Please find all lines in the data that hold the string "PreferredSchedulingTerm" and copy them.

Dataset entries:

====================

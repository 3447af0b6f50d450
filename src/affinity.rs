//! Affinity merging
//!
//! Folds a capacity requirement into whatever affinity the pod already has.
//! Required node-selector terms are OR'd by the scheduler, so appending a
//! required term widens the set of eligible nodes. Preferred terms are scored
//! independently and summed, so appending one only adds weight.

use k8s_openapi::api::core::v1::{
    Affinity, NodeAffinity, NodeSelector, NodeSelectorRequirement, NodeSelectorTerm, Pod,
    PreferredSchedulingTerm,
};

use crate::capacity::OPERATOR_IN;
use crate::config::{NodeLabel, PlacementKeys};
use crate::policy::CapacityClass;

/// The mutation payload for one decision.
#[derive(Debug, Clone, PartialEq)]
pub enum AffinityRequirement {
    Required(NodeSelectorTerm),
    Preferred(PreferredSchedulingTerm),
}

fn label_term(label: &NodeLabel) -> NodeSelectorTerm {
    NodeSelectorTerm {
        match_expressions: Some(vec![NodeSelectorRequirement {
            key: label.key.clone(),
            operator: OPERATOR_IN.to_string(),
            values: Some(vec![label.value.clone()]),
        }]),
        ..Default::default()
    }
}

impl AffinityRequirement {
    /// The requirement expressing `class` with the configured node labels.
    pub fn for_class(class: CapacityClass, keys: &PlacementKeys) -> Self {
        match class {
            CapacityClass::OnDemand => AffinityRequirement::Required(label_term(&keys.on_demand)),
            CapacityClass::Spot => AffinityRequirement::Preferred(PreferredSchedulingTerm {
                weight: keys.spot_weight,
                preference: label_term(&keys.spot),
            }),
        }
    }

    fn into_node_affinity(self) -> NodeAffinity {
        match self {
            AffinityRequirement::Required(term) => NodeAffinity {
                required_during_scheduling_ignored_during_execution: Some(NodeSelector {
                    node_selector_terms: vec![term],
                }),
                ..Default::default()
            },
            AffinityRequirement::Preferred(term) => NodeAffinity {
                preferred_during_scheduling_ignored_during_execution: Some(vec![term]),
                ..Default::default()
            },
        }
    }
}

fn append_once<T: PartialEq>(list: &mut Vec<T>, item: T) {
    if !list.contains(&item) {
        list.push(item);
    }
}

/// Merge `requirement` into `affinity`, leaving every unrelated rule intact.
///
/// Merging the same requirement twice leaves the affinity unchanged.
pub fn merge_affinity(affinity: &mut Option<Affinity>, requirement: AffinityRequirement) {
    match affinity {
        None => {
            *affinity = Some(Affinity {
                node_affinity: Some(requirement.into_node_affinity()),
                ..Default::default()
            })
        }
        Some(affinity) => match affinity.node_affinity.as_mut() {
            None => affinity.node_affinity = Some(requirement.into_node_affinity()),
            Some(node) => merge_node_affinity(node, requirement),
        },
    }
}

fn merge_node_affinity(node: &mut NodeAffinity, requirement: AffinityRequirement) {
    match requirement {
        AffinityRequirement::Required(term) => {
            match node.required_during_scheduling_ignored_during_execution.as_mut() {
                Some(selector) if !selector.node_selector_terms.is_empty() => {
                    append_once(&mut selector.node_selector_terms, term)
                }
                _ => {
                    node.required_during_scheduling_ignored_during_execution = Some(NodeSelector {
                        node_selector_terms: vec![term],
                    })
                }
            }
        }
        AffinityRequirement::Preferred(term) => {
            match node.preferred_during_scheduling_ignored_during_execution.as_mut() {
                Some(preferred) => append_once(preferred, term),
                None => {
                    node.preferred_during_scheduling_ignored_during_execution = Some(vec![term])
                }
            }
        }
    }
}

/// Apply the decision for `class` to the pod's spec.
pub fn ensure_capacity_affinity(pod: &mut Pod, class: CapacityClass, keys: &PlacementKeys) {
    let spec = pod.spec.get_or_insert_with(Default::default);
    merge_affinity(&mut spec.affinity, AffinityRequirement::for_class(class, keys));
}

#[cfg(test)]
mod tests {
    use k8s_openapi::api::core::v1::{PodAffinity, PodAffinityTerm};

    use super::*;

    fn term(key: &str, value: &str) -> NodeSelectorTerm {
        NodeSelectorTerm {
            match_expressions: Some(vec![NodeSelectorRequirement {
                key: key.into(),
                operator: "In".into(),
                values: Some(vec![value.into()]),
            }]),
            ..Default::default()
        }
    }

    fn keys() -> PlacementKeys {
        PlacementKeys::default()
    }

    #[test]
    fn test_requirements_use_configured_labels() {
        let required = AffinityRequirement::for_class(CapacityClass::OnDemand, &keys());
        assert_eq!(
            required,
            AffinityRequirement::Required(term("node.kubernetes.io/capacity", "on-demand"))
        );

        let preferred = AffinityRequirement::for_class(CapacityClass::Spot, &keys());
        assert_eq!(
            preferred,
            AffinityRequirement::Preferred(PreferredSchedulingTerm {
                weight: 100,
                preference: term("node.kubernetes.io/capacity", "spot"),
            })
        );

        let custom = PlacementKeys {
            spot: NodeLabel::new("example.org/lifecycle", "preemptible"),
            spot_weight: 10,
            ..Default::default()
        };
        let AffinityRequirement::Preferred(p) =
            AffinityRequirement::for_class(CapacityClass::Spot, &custom)
        else {
            panic!("spot must be a preference");
        };
        assert_eq!(p.weight, 10);
        assert_eq!(p.preference, term("example.org/lifecycle", "preemptible"));
    }

    #[test]
    fn test_merge_into_empty_affinity() {
        let mut affinity = None;
        merge_affinity(
            &mut affinity,
            AffinityRequirement::for_class(CapacityClass::OnDemand, &keys()),
        );

        let selector = affinity
            .unwrap()
            .node_affinity
            .unwrap()
            .required_during_scheduling_ignored_during_execution
            .unwrap();
        assert_eq!(
            selector.node_selector_terms,
            vec![term("node.kubernetes.io/capacity", "on-demand")]
        );
    }

    #[test]
    fn test_merge_keeps_pod_affinity() {
        let pod_affinity = PodAffinity {
            required_during_scheduling_ignored_during_execution: Some(vec![PodAffinityTerm {
                topology_key: "kubernetes.io/hostname".into(),
                ..Default::default()
            }]),
            ..Default::default()
        };
        let mut affinity = Some(Affinity {
            pod_affinity: Some(pod_affinity.clone()),
            ..Default::default()
        });

        merge_affinity(
            &mut affinity,
            AffinityRequirement::for_class(CapacityClass::Spot, &keys()),
        );

        let affinity = affinity.unwrap();
        assert_eq!(affinity.pod_affinity, Some(pod_affinity));
        assert_eq!(
            affinity
                .node_affinity
                .unwrap()
                .preferred_during_scheduling_ignored_during_execution
                .unwrap()
                .len(),
            1
        );
    }

    #[test]
    fn test_required_term_is_appended_not_intersected() {
        let existing: Vec<_> = (0..3).map(|i| term("zone", &format!("zone-{i}"))).collect();
        let mut affinity = Some(Affinity {
            node_affinity: Some(NodeAffinity {
                required_during_scheduling_ignored_during_execution: Some(NodeSelector {
                    node_selector_terms: existing.clone(),
                }),
                ..Default::default()
            }),
            ..Default::default()
        });

        merge_affinity(
            &mut affinity,
            AffinityRequirement::for_class(CapacityClass::OnDemand, &keys()),
        );

        let terms = affinity
            .unwrap()
            .node_affinity
            .unwrap()
            .required_during_scheduling_ignored_during_execution
            .unwrap()
            .node_selector_terms;
        assert_eq!(terms.len(), 4);
        assert_eq!(&terms[..3], &existing[..]);
        // each existing term is untouched, the new one stands alone
        assert_eq!(terms[3], term("node.kubernetes.io/capacity", "on-demand"));
    }

    #[test]
    fn test_required_fills_empty_term_list() {
        let mut affinity = Some(Affinity {
            node_affinity: Some(NodeAffinity {
                required_during_scheduling_ignored_during_execution: Some(NodeSelector {
                    node_selector_terms: vec![],
                }),
                ..Default::default()
            }),
            ..Default::default()
        });

        merge_affinity(
            &mut affinity,
            AffinityRequirement::for_class(CapacityClass::OnDemand, &keys()),
        );

        let terms = affinity
            .unwrap()
            .node_affinity
            .unwrap()
            .required_during_scheduling_ignored_during_execution
            .unwrap()
            .node_selector_terms;
        assert_eq!(terms.len(), 1);
    }

    #[test]
    fn test_spot_preference_is_additive() {
        let other = PreferredSchedulingTerm {
            weight: 20,
            preference: term("disk", "ssd"),
        };
        let required = NodeSelector {
            node_selector_terms: vec![term("zone", "a")],
        };
        let mut affinity = Some(Affinity {
            node_affinity: Some(NodeAffinity {
                required_during_scheduling_ignored_during_execution: Some(required.clone()),
                preferred_during_scheduling_ignored_during_execution: Some(vec![other.clone()]),
            }),
            ..Default::default()
        });

        merge_affinity(
            &mut affinity,
            AffinityRequirement::for_class(CapacityClass::Spot, &keys()),
        );

        let node = affinity.unwrap().node_affinity.unwrap();
        assert_eq!(
            node.required_during_scheduling_ignored_during_execution,
            Some(required)
        );
        let preferred = node.preferred_during_scheduling_ignored_during_execution.unwrap();
        assert_eq!(preferred.len(), 2);
        assert_eq!(preferred[0], other);
        assert_eq!(preferred[1].weight, 100);
    }

    #[test]
    fn test_merge_is_idempotent() {
        for class in [CapacityClass::OnDemand, CapacityClass::Spot] {
            let mut pod = Pod::default();
            ensure_capacity_affinity(&mut pod, class, &keys());
            let once = pod.clone();
            ensure_capacity_affinity(&mut pod, class, &keys());
            assert_eq!(pod, once, "{class}");
        }
    }
}
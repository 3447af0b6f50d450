use json_patch::Patch;
use k8s_openapi::api::core::v1::Pod;
use serde_json::Value;

use crate::error::{Error, Result};

/// The pod under admission together with the JSON it was decoded from.
#[derive(Debug, Clone)]
pub struct AdmittedPod {
    pub pod: Pod,
    baseline: Value,
}

impl AdmittedPod {
    /// Decode the raw admission object.
    ///
    /// The diff baseline is the object re-serialized through [`Pod`], so a
    /// field the typed model does not carry never shows up as a removal.
    pub fn decode(raw: Value) -> Result<Self> {
        let pod: Pod = serde_json::from_value(raw).map_err(|e| Error::decode(e.to_string()))?;
        let baseline = serde_json::to_value(&pod)?;
        Ok(Self { pod, baseline })
    }

    /// The minimal patch turning the admitted object into `mutated`.
    pub fn patch_to(&self, mutated: &Pod) -> Result<Patch> {
        let mutated = serde_json::to_value(mutated)?;
        Ok(json_patch::diff(&self.baseline, &mutated))
    }
}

====================

Solution:
    PreferredSchedulingTerm,
    Preferred(PreferredSchedulingTerm),
            CapacityClass::Spot => AffinityRequirement::Preferred(PreferredSchedulingTerm {
            AffinityRequirement::Preferred(PreferredSchedulingTerm {
        let other = PreferredSchedulingTerm {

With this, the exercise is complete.